The breast cancer cell lines used in this study were MCF7, MCF7-derived tamoxifen-resistant variant (TamR) and TamR sublines that had been withdrawn from tamoxifen (TamRwd) for up to 6 months. Cells were challenged by oestradiol (E2), antihormones and 5AZA. Cell growth responses were assessed by anchorage-dependent growth assays and alterations in expression/activity of oestrogen receptor (ER) and ER-regulated genes were analysed by real-time PCR, western blotting and/or immunocytochemistry.
Compared with the parental MCF7 cells, TamR cells showed a significant upregulated basal rate of growth that was maintained on tamoxifen withdrawal for 6 months. Following the tamoxifen withdrawal, the cells remained ER-positive and showed a slight growth response to E2. In contrast, they showed no growth inhibitory response to tamoxifen. Examination of the methylation status of the promoters of two classically ER-regulated genes switched off in TamR and TamRwd cells, pS2 and progesterone receptor (PR), confirmed their increased methylation and that 5AZA was able to reverse this process, allowing the re-expression of pS2 and PR on E2 treatment. Although pS2 and PR are not thought to play a role in the regulation of cell growth, these data provide proof of principal that gene silencing occurs in TamR cells and that it can be reinstated by 5AZA plus E2. To determine whether tamoxifen was capable of inducing the methylation of ER-regulated genes involved in cell growth, TamRwd cells pretreated with 5AZA were subject to an E2 dose–response challenge.

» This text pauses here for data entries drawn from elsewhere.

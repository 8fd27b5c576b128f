//! # Structured Logging Module
//!
//! Environment-aware structured logging for the provisioning engine.
//! Production emits JSON lines; every other environment emits human-readable
//! lines. `RUST_LOG` overrides the environment's default level.

use chrono::Utc;
use std::sync::OnceLock;
use tracing_subscriber::{fmt, layer::SubscriberExt, util::SubscriberInitExt, EnvFilter, Layer};

static LOGGER_INITIALIZED: OnceLock<()> = OnceLock::new();

/// Initialize structured logging with environment-specific configuration.
///
/// Safe to call more than once; only the first call installs a subscriber,
/// and an already-installed global subscriber is left in place.
pub fn init_structured_logging() {
    LOGGER_INITIALIZED.get_or_init(|| {
        let environment = get_environment();
        let filter = EnvFilter::try_from_default_env()
            .unwrap_or_else(|_| EnvFilter::new(get_log_level(&environment)));

        let layer = if environment == "production" {
            fmt::layer()
                .with_target(true)
                .with_thread_ids(true)
                .with_ansi(false)
                .json()
                .with_filter(filter)
                .boxed()
        } else {
            fmt::layer()
                .with_target(true)
                .with_thread_ids(true)
                .with_ansi(true)
                .with_filter(filter)
                .boxed()
        };

        if tracing_subscriber::registry().with(layer).try_init().is_err() {
            tracing::debug!("Global tracing subscriber already initialized - continuing with existing subscriber");
        }

        tracing::info!(
            pid = std::process::id(),
            environment = %environment,
            "Structured logging initialized"
        );
    });
}

/// Get current environment from environment variables
fn get_environment() -> String {
    std::env::var("PROVISIONER_ENV")
        .or_else(|_| std::env::var("APP_ENV"))
        .unwrap_or_else(|_| "development".to_string())
        .to_lowercase()
}

/// Get log level based on environment
fn get_log_level(environment: &str) -> &'static str {
    match environment {
        "production" => "info",
        _ => "debug",
    }
}

/// Log structured data for job lifecycle transitions
pub fn log_job_operation(
    operation: &str,
    token: &str,
    component_id: Option<&str>,
    status: &str,
    details: Option<&str>,
) {
    tracing::info!(
        operation = %operation,
        token = %token,
        component_id = component_id,
        status = %status,
        details = details,
        timestamp = %Utc::now().to_rfc3339(),
        "JOB_OPERATION"
    );
}

/// Log structured data for remote resource mutations
pub fn log_resource_operation(
    operation: &str,
    kind: &str,
    name: &str,
    resource_id: Option<&str>,
    scope: &str,
    details: Option<&str>,
) {
    tracing::info!(
        operation = %operation,
        kind = %kind,
        name = %name,
        resource_id = resource_id,
        scope = %scope,
        details = details,
        timestamp = %Utc::now().to_rfc3339(),
        "RESOURCE_OPERATION"
    );
}
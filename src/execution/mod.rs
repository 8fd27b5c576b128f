//! Background execution of provisioning jobs.

pub mod worker_pool;

pub use worker_pool::{catch_panic, TaskPanic, WorkerPool};
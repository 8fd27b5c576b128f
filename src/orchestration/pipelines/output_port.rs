//! Output port pipeline: a catalog view over a source table.
//!
//! Output ports never create workspaces. Provision: workspace (must exist and
//! be ready) → session → catalog and schema → source table check → upsert
//! view → owner and developer grants.

use super::common::{existing_workspace, lookup_workspace, open_session, resolve_principal, WorkspaceLookup};
use super::{ProvisionOutcome, ProvisioningContext};
use crate::gateways::WorkspaceSession;
use crate::models::{
    CatalogPrivilege, InfoEntry, OutputPortSpecific, PrincipalRef, ProvisioningInfo, ResourceKind,
    ViewDefinition,
};
use crate::orchestration::upsert::UpsertResolver;
use crate::problem::{accumulate, FailedOperation, OpResult};
use crate::validation::ValidatedRequest;
use std::collections::HashSet;
use tracing::{info, instrument, warn};

#[instrument(skip_all, fields(component_id = %request.component.id, view = %spec.view_name))]
pub async fn provision(
    ctx: &ProvisioningContext,
    request: &ValidatedRequest,
    spec: &OutputPortSpecific,
) -> OpResult<ProvisionOutcome> {
    let workspace = existing_workspace(ctx, &spec.workspace).await?;
    let session = open_session(ctx, &workspace).await?;
    let catalog = session.catalog();

    catalog.ensure_catalog(&spec.catalog_name).await?;
    catalog
        .ensure_schema(&spec.catalog_name, &spec.schema_name)
        .await?;

    let source_table = spec.source_table.full_name();
    if !catalog.table_exists(&source_table).await? {
        return Err(FailedOperation::single(format!(
            "Source table '{source_table}' of output port '{}' does not exist in workspace '{}'",
            request.component.id, workspace.name
        )));
    }

    let definition = view_definition(spec, request.component.description.clone());
    let full_name = definition.full_name();
    let scope = format!("workspace '{}'", workspace.name);
    let views = session.views();
    let outcome = UpsertResolver::new(views.as_ref(), ResourceKind::View, &scope)
        .upsert(&full_name, &definition)
        .await?;

    let privileges = &ctx.config.permissions.output_port;
    for (principal, granted) in [
        (&request.owner, &privileges.owner),
        (&request.dev_group, &privileges.developers),
    ] {
        let resolved = resolve_principal(session.as_ref(), principal).await?;
        for privilege in granted {
            catalog.grant(&full_name, &resolved, *privilege).await?;
        }
    }

    let view_url = format!(
        "{}/explore/data/{}/{}/{}",
        workspace.url(),
        spec.catalog_name,
        spec.schema_name,
        spec.view_name
    );
    let mut info = ProvisioningInfo::new();
    info.insert(
        "viewFullName".to_string(),
        InfoEntry::text("View", full_name.clone()),
    );
    info.insert(
        "viewURL".to_string(),
        InfoEntry::link("View URL", full_name.clone(), view_url),
    );

    Ok(ProvisionOutcome::provisioned(
        outcome.reference.id,
        format!("View '{full_name}' provisioned in workspace '{}'", workspace.name),
        info,
    ))
}

#[instrument(skip_all, fields(component_id = %request.component.id, view = %spec.view_name))]
pub async fn unprovision(
    ctx: &ProvisioningContext,
    request: &ValidatedRequest,
    spec: &OutputPortSpecific,
) -> OpResult<ProvisionOutcome> {
    let full_name = view_full_name(spec);

    let workspace = match lookup_workspace(ctx, &spec.workspace).await? {
        WorkspaceLookup::Missing => {
            warn!(workspace = %spec.workspace, view = %full_name, "Workspace not found, nothing to unprovision");
            return Ok(ProvisionOutcome::message_only(format!(
                "Unprovision skipped: workspace '{}' does not exist, so view '{full_name}' is already gone",
                spec.workspace
            )));
        }
        WorkspaceLookup::Ready(workspace) => workspace,
    };

    let session = open_session(ctx, &workspace).await?;
    let views = session.views();
    let scope = format!("workspace '{}'", workspace.name);
    let removed = UpsertResolver::new(views.as_ref(), ResourceKind::View, &scope)
        .remove_all(&full_name)
        .await?;

    if request.remove_data {
        info!(view = %full_name, "Source table is left untouched; output ports only own their view");
    }

    Ok(ProvisionOutcome::message_only(format!(
        "Unprovisioned view '{full_name}' from workspace '{}' ({removed} removed)",
        workspace.name
    )))
}

/// Grant the consumer privilege to every listed principal and revoke it from
/// every other grantee, except the owner and the developer group.
///
/// Every principal is processed; problems are accumulated.
#[instrument(skip_all, fields(component_id = %request.component.id, view = %spec.view_name))]
pub async fn update_acl(
    ctx: &ProvisioningContext,
    request: &ValidatedRequest,
    spec: &OutputPortSpecific,
    refs: &[String],
) -> OpResult<ProvisionOutcome> {
    let (principals, invalid): (Vec<_>, Vec<_>) = refs
        .iter()
        .map(|r| {
            r.parse::<PrincipalRef>()
                .map_err(|e| FailedOperation::single(format!("Invalid principal reference: {e}")))
        })
        .partition(Result::is_ok);
    let principals: Vec<PrincipalRef> = principals.into_iter().flatten().collect();

    let workspace = existing_workspace(ctx, &spec.workspace).await?;
    let session = open_session(ctx, &workspace).await?;
    let full_name = view_full_name(spec);
    let privilege = ctx.config.permissions.output_port.consumers;

    let mut results: Vec<OpResult<()>> = invalid
        .into_iter()
        .map(|r| r.map(|_| ()))
        .collect();

    let current = session.catalog().list_grants(&full_name).await?;

    let mut keep: HashSet<String> = [request.owner.external_id(), request.dev_group.external_id()]
        .into_iter()
        .map(str::to_string)
        .collect();

    for principal in &principals {
        let result = grant_consumer(session.as_ref(), &full_name, principal, privilege).await;
        match result {
            Ok(name) => {
                keep.insert(name);
                results.push(Ok(()));
            }
            Err(failure) => {
                // An unresolvable principal keeps any grant it already holds
                keep.insert(principal.external_id().to_string());
                results.push(Err(failure));
            }
        }
    }

    let catalog = session.catalog();
    let mut revoked = 0usize;
    for grant in current
        .iter()
        .filter(|g| g.privilege == privilege && !keep.contains(&g.principal))
    {
        let result = catalog
            .revoke(&full_name, &grant.principal, privilege)
            .await
            .map_err(|failure| {
                failure.with_context(&format!(
                    "Failed to revoke {privilege} on '{full_name}' from '{}'",
                    grant.principal
                ))
            });
        if result.is_ok() {
            revoked += 1;
        }
        results.push(result);
    }

    accumulate(results)?;

    Ok(ProvisionOutcome::message_only(format!(
        "Access to '{full_name}' updated: {} principal(s) granted {privilege}, {revoked} revoked",
        principals.len()
    )))
}

async fn grant_consumer(
    session: &dyn WorkspaceSession,
    full_name: &str,
    principal: &PrincipalRef,
    privilege: CatalogPrivilege,
) -> OpResult<String> {
    let resolved = resolve_principal(session, principal).await?;
    session
        .catalog()
        .grant(full_name, &resolved, privilege)
        .await?;
    Ok(resolved.name)
}

pub fn view_full_name(spec: &OutputPortSpecific) -> String {
    format!("{}.{}.{}", spec.catalog_name, spec.schema_name, spec.view_name)
}

pub fn view_definition(spec: &OutputPortSpecific, comment: Option<String>) -> ViewDefinition {
    ViewDefinition {
        catalog: spec.catalog_name.clone(),
        schema: spec.schema_name.clone(),
        name: spec.view_name.clone(),
        source_table: spec.source_table.full_name(),
        comment,
    }
}
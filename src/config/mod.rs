//! # Provisioner Configuration
//!
//! Typed configuration for the provisioning engine, loaded from YAML files
//! with environment-specific overrides (see [`loader::ConfigManager`]).
//!
//! ## Usage
//!
//! ```rust,no_run
//! use provisioner_core::config::ConfigManager;
//!
//! # fn main() -> Result<(), Box<dyn std::error::Error>> {
//! let manager = ConfigManager::load()?;
//! let pool_size = manager.config().orchestrator.max_concurrent_jobs;
//! # Ok(())
//! # }
//! ```

pub mod loader;

use crate::error::{ProvisionerError, Result};
use crate::models::resource::{CatalogPrivilege, PermissionLevel};
use serde::{Deserialize, Serialize};
use std::collections::HashSet;

pub use loader::ConfigManager;

/// Root configuration structure mirroring `config/provisioner/*.yaml`
#[derive(Debug, Clone, Default, Deserialize, Serialize)]
pub struct ProvisionerConfig {
    /// Background execution settings
    #[serde(default)]
    pub orchestrator: OrchestratorConfig,

    /// Environment naming
    #[serde(default)]
    pub environments: EnvironmentsConfig,

    /// Workspace creation and access settings
    #[serde(default)]
    pub workspace: WorkspaceConfig,

    /// Source control settings for registered repositories
    #[serde(default)]
    pub git: GitConfig,

    /// Permission levels applied to provisioned objects
    #[serde(default)]
    pub permissions: PermissionsConfig,

    /// Use-case template ids used to classify components
    #[serde(default)]
    pub templates: TemplatesConfig,
}

impl ProvisionerConfig {
    /// Check cross-field constraints that serde cannot express.
    pub fn validate(&self) -> Result<()> {
        if self.orchestrator.max_concurrent_jobs == 0 {
            return Err(ProvisionerError::ConfigurationError(
                "orchestrator.max_concurrent_jobs must be greater than zero".to_string(),
            ));
        }

        if self.workspace.region.trim().is_empty() {
            return Err(ProvisionerError::ConfigurationError(
                "workspace.region must not be empty".to_string(),
            ));
        }

        if self.environments.development.trim().is_empty() {
            return Err(ProvisionerError::ConfigurationError(
                "environments.development must not be empty".to_string(),
            ));
        }

        self.templates.validate()
    }
}

#[derive(Debug, Clone, Deserialize, Serialize)]
pub struct OrchestratorConfig {
    /// Maximum number of provisioning jobs running at the same time
    #[serde(default = "default_max_concurrent_jobs")]
    pub max_concurrent_jobs: usize,
}

impl Default for OrchestratorConfig {
    fn default() -> Self {
        Self {
            max_concurrent_jobs: default_max_concurrent_jobs(),
        }
    }
}

fn default_max_concurrent_jobs() -> usize {
    8
}

#[derive(Debug, Clone, Deserialize, Serialize)]
pub struct EnvironmentsConfig {
    /// Environment in which workflow drift must be reconciled through
    /// reverse provisioning before it can be overwritten
    #[serde(default = "default_development_environment")]
    pub development: String,
}

impl Default for EnvironmentsConfig {
    fn default() -> Self {
        Self {
            development: default_development_environment(),
        }
    }
}

impl EnvironmentsConfig {
    pub fn is_development(&self, environment: &str) -> bool {
        self.development.eq_ignore_ascii_case(environment)
    }
}

fn default_development_environment() -> String {
    "development".to_string()
}

#[derive(Debug, Clone, Deserialize, Serialize)]
pub struct WorkspaceConfig {
    /// Create missing workspaces instead of failing
    #[serde(default = "default_true")]
    pub managed: bool,
    #[serde(default = "default_region")]
    pub region: String,
    #[serde(default = "default_sku")]
    pub sku: String,
    #[serde(default)]
    pub resource_group: Option<String>,
    /// Role granted on the workspace resource to owner and developers
    #[serde(default = "default_workspace_role")]
    pub workspace_role: String,
}

impl Default for WorkspaceConfig {
    fn default() -> Self {
        Self {
            managed: true,
            region: default_region(),
            sku: default_sku(),
            resource_group: None,
            workspace_role: default_workspace_role(),
        }
    }
}

fn default_true() -> bool {
    true
}

fn default_region() -> String {
    "westeurope".to_string()
}

fn default_sku() -> String {
    "premium".to_string()
}

fn default_workspace_role() -> String {
    "Contributor".to_string()
}

#[derive(Debug, Clone, Deserialize, Serialize)]
pub struct GitConfig {
    #[serde(default = "default_git_provider")]
    pub provider: String,
}

impl Default for GitConfig {
    fn default() -> Self {
        Self {
            provider: default_git_provider(),
        }
    }
}

fn default_git_provider() -> String {
    "gitLab".to_string()
}

/// Permission level for the data product owner and the developer group
#[derive(Debug, Clone, Deserialize, Serialize)]
pub struct ObjectPermissions {
    pub owner: PermissionLevel,
    pub developers: PermissionLevel,
}

impl Default for ObjectPermissions {
    fn default() -> Self {
        Self {
            owner: PermissionLevel::CanManage,
            developers: PermissionLevel::CanManage,
        }
    }
}

#[derive(Debug, Clone, Deserialize, Serialize)]
pub struct OutputPortPermissions {
    #[serde(default = "default_owner_privileges")]
    pub owner: Vec<CatalogPrivilege>,
    #[serde(default = "default_developer_privileges")]
    pub developers: Vec<CatalogPrivilege>,
    /// Privilege managed through access-control updates
    #[serde(default = "default_consumer_privilege")]
    pub consumers: CatalogPrivilege,
}

impl Default for OutputPortPermissions {
    fn default() -> Self {
        Self {
            owner: default_owner_privileges(),
            developers: default_developer_privileges(),
            consumers: default_consumer_privilege(),
        }
    }
}

fn default_owner_privileges() -> Vec<CatalogPrivilege> {
    vec![CatalogPrivilege::AllPrivileges]
}

fn default_developer_privileges() -> Vec<CatalogPrivilege> {
    vec![CatalogPrivilege::Select]
}

fn default_consumer_privilege() -> CatalogPrivilege {
    CatalogPrivilege::Select
}

#[derive(Debug, Clone, Default, Deserialize, Serialize)]
pub struct PermissionsConfig {
    #[serde(default)]
    pub job: ObjectPermissions,
    #[serde(default)]
    pub pipeline: ObjectPermissions,
    #[serde(default)]
    pub repository: ObjectPermissions,
    #[serde(default)]
    pub output_port: OutputPortPermissions,
}

/// Use-case template ids per component type
#[derive(Debug, Clone, Deserialize, Serialize)]
pub struct TemplatesConfig {
    #[serde(default = "default_job_templates")]
    pub job: Vec<String>,
    #[serde(default = "default_pipeline_templates")]
    pub pipeline: Vec<String>,
    #[serde(default = "default_workflow_templates")]
    pub workflow: Vec<String>,
    #[serde(default = "default_output_port_templates")]
    pub output_port: Vec<String>,
}

impl Default for TemplatesConfig {
    fn default() -> Self {
        Self {
            job: default_job_templates(),
            pipeline: default_pipeline_templates(),
            workflow: default_workflow_templates(),
            output_port: default_output_port_templates(),
        }
    }
}

impl TemplatesConfig {
    fn validate(&self) -> Result<()> {
        let lists = [
            ("job", &self.job),
            ("pipeline", &self.pipeline),
            ("workflow", &self.workflow),
            ("output_port", &self.output_port),
        ];

        let mut seen = HashSet::new();
        for (section, ids) in lists {
            if ids.is_empty() {
                return Err(ProvisionerError::ConfigurationError(format!(
                    "templates.{section} must list at least one use-case template id"
                )));
            }
            for id in ids {
                if !seen.insert(id.as_str()) {
                    return Err(ProvisionerError::ConfigurationError(format!(
                        "use-case template id '{id}' is configured for more than one component type"
                    )));
                }
            }
        }

        Ok(())
    }
}

fn default_job_templates() -> Vec<String> {
    vec!["urn:dmb:utm:databricks-workload-job-template:0.0.0".to_string()]
}

fn default_pipeline_templates() -> Vec<String> {
    vec!["urn:dmb:utm:databricks-workload-dlt-template:0.0.0".to_string()]
}

fn default_workflow_templates() -> Vec<String> {
    vec!["urn:dmb:utm:databricks-workload-workflow-template:0.0.0".to_string()]
}

fn default_output_port_templates() -> Vec<String> {
    vec!["urn:dmb:utm:databricks-outputport-template:0.0.0".to_string()]
}
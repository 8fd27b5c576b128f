//! Wire-level requests and the descriptor they carry.

use serde::{Deserialize, Serialize};

/// Which descriptor shape the caller sent
#[derive(Debug, Clone, Copy, PartialEq, Eq, Serialize, Deserialize)]
#[serde(rename_all = "SCREAMING_SNAKE_CASE")]
pub enum DescriptorKind {
    DataproductDescriptor,
    ComponentDescriptor,
    DataproductDescriptorWithResults,
}

/// Provisioning or de-provisioning request as received from the transport
#[derive(Debug, Clone, PartialEq, Serialize, Deserialize)]
#[serde(rename_all = "camelCase")]
pub struct ProvisioningRequest {
    pub descriptor_kind: DescriptorKind,
    /// Component descriptor, YAML encoded
    pub descriptor: String,
    /// Delete underlying data on de-provisioning
    #[serde(default)]
    pub remove_data: bool,
}

impl ProvisioningRequest {
    pub fn component(descriptor: impl Into<String>) -> Self {
        Self {
            descriptor_kind: DescriptorKind::ComponentDescriptor,
            descriptor: descriptor.into(),
            remove_data: false,
        }
    }

    pub fn with_remove_data(mut self, remove_data: bool) -> Self {
        self.remove_data = remove_data;
        self
    }
}

/// Access-control update for an already provisioned output port
#[derive(Debug, Clone, PartialEq, Serialize, Deserialize)]
#[serde(rename_all = "camelCase")]
pub struct UpdateAclRequest {
    /// Principal references (`user:...`, `group:...`) that must hold access
    pub refs: Vec<String>,
    /// Component descriptor of the output port, YAML encoded
    pub descriptor: String,
}

/// Read-back request for a live workflow
#[derive(Debug, Clone, PartialEq, Serialize, Deserialize)]
#[serde(rename_all = "camelCase")]
pub struct ReverseProvisioningRequest {
    pub use_case_template_id: String,
    pub environment: String,
    pub params: ReverseProvisioningParams,
}

#[derive(Debug, Clone, PartialEq, Serialize, Deserialize)]
#[serde(rename_all = "camelCase")]
pub struct ReverseProvisioningParams {
    pub workspace: String,
    pub workflow_name: String,
}

/// Descriptor of a data product with the id of the component to act on
#[derive(Debug, Clone, PartialEq, Serialize, Deserialize)]
#[serde(rename_all = "camelCase")]
pub struct ComponentDescriptor {
    pub data_product: DataProduct,
    pub component_id_to_provision: String,
}

#[derive(Debug, Clone, PartialEq, Serialize, Deserialize)]
#[serde(rename_all = "camelCase")]
pub struct DataProduct {
    pub id: String,
    pub name: String,
    #[serde(default)]
    pub domain: String,
    pub environment: String,
    #[serde(default)]
    pub version: String,
    pub data_product_owner: String,
    pub dev_group: String,
    #[serde(default)]
    pub components: Vec<Component>,
}

/// A component as declared in the descriptor; `specific` is decoded later
/// according to the component type
#[derive(Debug, Clone, PartialEq, Serialize, Deserialize)]
#[serde(rename_all = "camelCase")]
pub struct Component {
    pub id: String,
    pub name: String,
    #[serde(default)]
    pub description: Option<String>,
    pub kind: String,
    #[serde(default)]
    pub use_case_template_id: Option<String>,
    #[serde(default)]
    pub infrastructure_template_id: Option<String>,
    #[serde(default)]
    pub version: Option<String>,
    #[serde(default)]
    pub specific: serde_json::Value,
}

impl ComponentDescriptor {
    pub fn component_to_provision(&self) -> Option<&Component> {
        self.data_product
            .components
            .iter()
            .find(|c| c.id == self.component_id_to_provision)
    }
}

In contrast to TamRwd cells treated with E2, which promoted a growth response, E2 in combination with 5AZA was strongly inhibitory at physiological doses of the steroid (10-9 M), with this action being reversed by tamoxifen. An Affymetrix analysis of the TamR cells has revealed multiple E2-regulated genes that are switched off in the resistant cells whose ontology indicates tumour suppressor/proapoptotic functions.
Our data suggest that antihormone resistance may be associated with the epigenetic silencing of growth inhibitory genes leading to enhanced growth rates. We propose that reinstatement of the expression of such genes using demethylation agents in combination with E2 may provide a previously unrecognised therapeutic opportunity in breast cancer.